The map varies each game as you arrange a number of random terrain tiles in a manner predetermined by player count. This is the “realm” over which you and the other feudal barons will contest. Each hexagonal tile represents a fief worth from 1-3 points. Most of them also provide a bonus to its owner or another unique effect which will influence play at a specific point. You use dice to expand, but not in the usual manner. These dice are merely counters signifying the strength of your knights in each territory. They are not combat randomizers.
You start the game with a castle (terrain tile) and 6 knights – as represented by one die with the six pips facing up. In some cases, you may begin with one or two Homelands tiles next to your castle, in which case your 6 knights are evenly distributed amongst them. In the basic game, castles may not be attacked or captured. You also start the game with three random, unique abilities, called Artefacts (yes, with an ‘e’ – the designer is British). Each player receives a Crown, a Scepter, and an Orb which remain permanently in play and are activated under certain conditions. Finally, each noble has a common deck of 18 cards. Most of these are Conflict and Support cards which add strength in combat. Four of them are Resource cards which provide a rules-breaking power. Normally your hand limit is 5 cards.
Turns in Medieval Mastery proceed in a structured, straight-forward manner. There are some steps to follow, but thankfully there is a handy reference on the back of the rule book. First, you begin by placing 3 knights in your castle – either adding a new die, increasing the existing one, or a combination thereof, if necessary. Then you may play a Resource card if you have one, followed by the option of triggering your Crown’s ability, which can only be used once per turn.

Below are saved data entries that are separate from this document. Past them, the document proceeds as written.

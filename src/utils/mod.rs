//! Utility modules
//!
//! This module contains common utilities used throughout the application,
//! including error handling, logging setup, and helper functions.

pub mod errors;
pub mod logging;
pub mod helpers;

pub use errors::{SolrUndertowError, Result};
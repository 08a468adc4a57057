//! Configuration value tree
//!
//! Every layer is parsed into the same tree shape so that layers can be
//! merged key by key. Strings read from configuration documents may carry
//! `${path}` references; those are kept as [`ConfigValue::Template`] until
//! the resolver replaces them.

use std::collections::BTreeMap;

use super::ConfigError;

/// A table of configuration values keyed by a single path segment
pub type ConfigTable = BTreeMap<String, ConfigValue>;

/// A single node of the configuration tree
#[derive(Debug, Clone, PartialEq)]
pub enum ConfigValue {
    String(String),
    Integer(i64),
    Float(f64),
    Boolean(bool),
    List(Vec<ConfigValue>),
    Table(ConfigTable),
    /// A string that still contains references to other paths
    Template(Vec<Segment>),
}

/// Piece of a templated string
#[derive(Debug, Clone, PartialEq, Eq)]
pub enum Segment {
    Literal(String),
    Reference { path: String, optional: bool },
}

impl ConfigValue {
    /// Human readable type name used in error messages
    pub fn type_name(&self) -> &'static str {
        match self {
            ConfigValue::String(_) => "string",
            ConfigValue::Integer(_) => "integer",
            ConfigValue::Float(_) => "float",
            ConfigValue::Boolean(_) => "boolean",
            ConfigValue::List(_) => "list",
            ConfigValue::Table(_) => "table",
            ConfigValue::Template(_) => "unresolved reference",
        }
    }

    /// Render a scalar as a string, `None` for lists, tables and templates
    pub fn scalar_string(&self) -> Option<String> {
        match self {
            ConfigValue::String(s) => Some(s.clone()),
            ConfigValue::Integer(i) => Some(i.to_string()),
            ConfigValue::Float(f) => Some(f.to_string()),
            ConfigValue::Boolean(b) => Some(b.to_string()),
            _ => None,
        }
    }

    /// Descend into nested tables following `segments`
    pub fn get_path(&self, segments: &[&str]) -> Option<&ConfigValue> {
        let mut current = self;
        for segment in segments {
            match current {
                ConfigValue::Table(table) => current = table.get(*segment)?,
                _ => return None,
            }
        }
        Some(current)
    }

    /// Convert into a JSON value for diagnostic rendering
    pub fn to_json(&self) -> serde_json::Value {
        match self {
            ConfigValue::String(s) => serde_json::Value::String(s.clone()),
            ConfigValue::Integer(i) => serde_json::Value::from(*i),
            ConfigValue::Float(f) => serde_json::Number::from_f64(*f)
                .map(serde_json::Value::Number)
                .unwrap_or_else(|| serde_json::Value::String(f.to_string())),
            ConfigValue::Boolean(b) => serde_json::Value::Bool(*b),
            ConfigValue::List(items) => {
                serde_json::Value::Array(items.iter().map(ConfigValue::to_json).collect())
            }
            ConfigValue::Table(table) => table_to_json(table),
            ConfigValue::Template(segments) => serde_json::Value::String(render_template(segments)),
        }
    }
}

/// Convert a table into a JSON object
pub fn table_to_json(table: &ConfigTable) -> serde_json::Value {
    serde_json::Value::Object(
        table
            .iter()
            .map(|(key, value)| (key.clone(), value.to_json()))
            .collect(),
    )
}

/// Split a dotted path into segments; `None` if any segment is empty
pub fn split_path(path: &str) -> Option<Vec<&str>> {
    let segments: Vec<&str> = path.split('.').map(str::trim).collect();
    if segments.iter().any(|segment| segment.is_empty()) {
        None
    } else {
        Some(segments)
    }
}

/// Find the value stored at a dotted path
pub fn lookup<'a>(table: &'a ConfigTable, path: &str) -> Option<&'a ConfigValue> {
    let segments = split_path(path)?;
    let (first, rest) = segments.split_first()?;
    table.get(*first)?.get_path(rest)
}

/// Store `value` at `segments`, creating intermediate tables.
///
/// A table already present at the target is kept when the incoming value is
/// a scalar, so `a.b=1` and `a=2` from a flat source always yield `a.b`.
pub fn insert_path(table: &mut ConfigTable, segments: &[&str], value: ConfigValue) {
    let Some((first, rest)) = segments.split_first() else {
        return;
    };

    if rest.is_empty() {
        let keeps_table = matches!(table.get(*first), Some(ConfigValue::Table(_)))
            && !matches!(value, ConfigValue::Table(_));
        if !keeps_table {
            table.insert((*first).to_string(), value);
        }
        return;
    }

    let entry = table
        .entry((*first).to_string())
        .or_insert_with(|| ConfigValue::Table(ConfigTable::new()));
    if !matches!(entry, ConfigValue::Table(_)) {
        *entry = ConfigValue::Table(ConfigTable::new());
    }
    if let ConfigValue::Table(inner) = entry {
        insert_path(inner, rest, value);
    }
}

/// Fold `fallback` underneath `preferred`.
///
/// Keys missing from `preferred` are taken from `fallback`; when both sides
/// hold a table the tables are merged recursively, otherwise `preferred` wins.
pub fn merge_with_fallback(preferred: &mut ConfigTable, fallback: ConfigTable) {
    for (key, lower) in fallback {
        match preferred.get_mut(&key) {
            None => {
                preferred.insert(key, lower);
            }
            Some(ConfigValue::Table(upper)) => {
                if let ConfigValue::Table(lower) = lower {
                    merge_with_fallback(upper, lower);
                }
            }
            Some(_) => {}
        }
    }
}

/// Convert a parsed TOML table, turning `${...}` strings into templates
pub fn table_from_toml(prefix: &str, table: toml::Table) -> Result<ConfigTable, ConfigError> {
    table
        .into_iter()
        .map(|(key, value)| {
            let path = join_path(prefix, &key);
            value_from_toml(&path, value).map(|value| (key, value))
        })
        .collect()
}

fn value_from_toml(path: &str, value: toml::Value) -> Result<ConfigValue, ConfigError> {
    Ok(match value {
        toml::Value::String(s) => parse_template(path, s)?,
        toml::Value::Integer(i) => ConfigValue::Integer(i),
        toml::Value::Float(f) => ConfigValue::Float(f),
        toml::Value::Boolean(b) => ConfigValue::Boolean(b),
        toml::Value::Datetime(d) => ConfigValue::String(d.to_string()),
        toml::Value::Array(items) => ConfigValue::List(
            items
                .into_iter()
                .enumerate()
                .map(|(index, item)| value_from_toml(&format!("{path}[{index}]"), item))
                .collect::<Result<_, _>>()?,
        ),
        toml::Value::Table(table) => ConfigValue::Table(table_from_toml(path, table)?),
    })
}

/// Parse `${path}` and `${?path}` references out of a string
pub fn parse_template(path: &str, raw: String) -> Result<ConfigValue, ConfigError> {
    if !raw.contains("${") {
        return Ok(ConfigValue::String(raw));
    }

    let malformed = || ConfigError::MalformedReference {
        path: path.to_string(),
        value: raw.clone(),
    };

    let mut segments = Vec::new();
    let mut rest = raw.as_str();
    while let Some(start) = rest.find("${") {
        if start > 0 {
            segments.push(Segment::Literal(rest[..start].to_string()));
        }
        let after = &rest[start + 2..];
        let end = after.find('}').ok_or_else(malformed)?;
        let inner = after[..end].trim();
        let (optional, target) = match inner.strip_prefix('?') {
            Some(target) => (true, target.trim()),
            None => (false, inner),
        };
        if split_path(target).is_none() {
            return Err(malformed());
        }
        segments.push(Segment::Reference {
            path: target.to_string(),
            optional,
        });
        rest = &after[end + 1..];
    }
    if !rest.is_empty() {
        segments.push(Segment::Literal(rest.to_string()));
    }

    Ok(ConfigValue::Template(segments))
}

fn render_template(segments: &[Segment]) -> String {
    segments
        .iter()
        .map(|segment| match segment {
            Segment::Literal(text) => text.clone(),
            Segment::Reference { path, optional: false } => format!("${{{path}}}"),
            Segment::Reference { path, optional: true } => format!("${{?{path}}}"),
        })
        .collect()
}

/// Join a prefix and a key into a dotted path
pub fn join_path(prefix: &str, key: &str) -> String {
    if prefix.is_empty() {
        key.to_string()
    } else {
        format!("{prefix}.{key}")
    }
}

After that, you get to redistribute the knights in your lands. Essentially, knights occupying any fief that is connected to your castle, either directly adjacent or via an unbroken line of supply, may be reorganized in any manner you see fit as long as the total number does not increase, individual tiles have no more than a maximum of 6 knights, and you do not abandon any previously owned fief. In the next step, advancing, you may march up to 6 knights from your home castle to any empty or enemy-occupied fief adjacent to one of your own – and to which you can trace an unbroken line of march.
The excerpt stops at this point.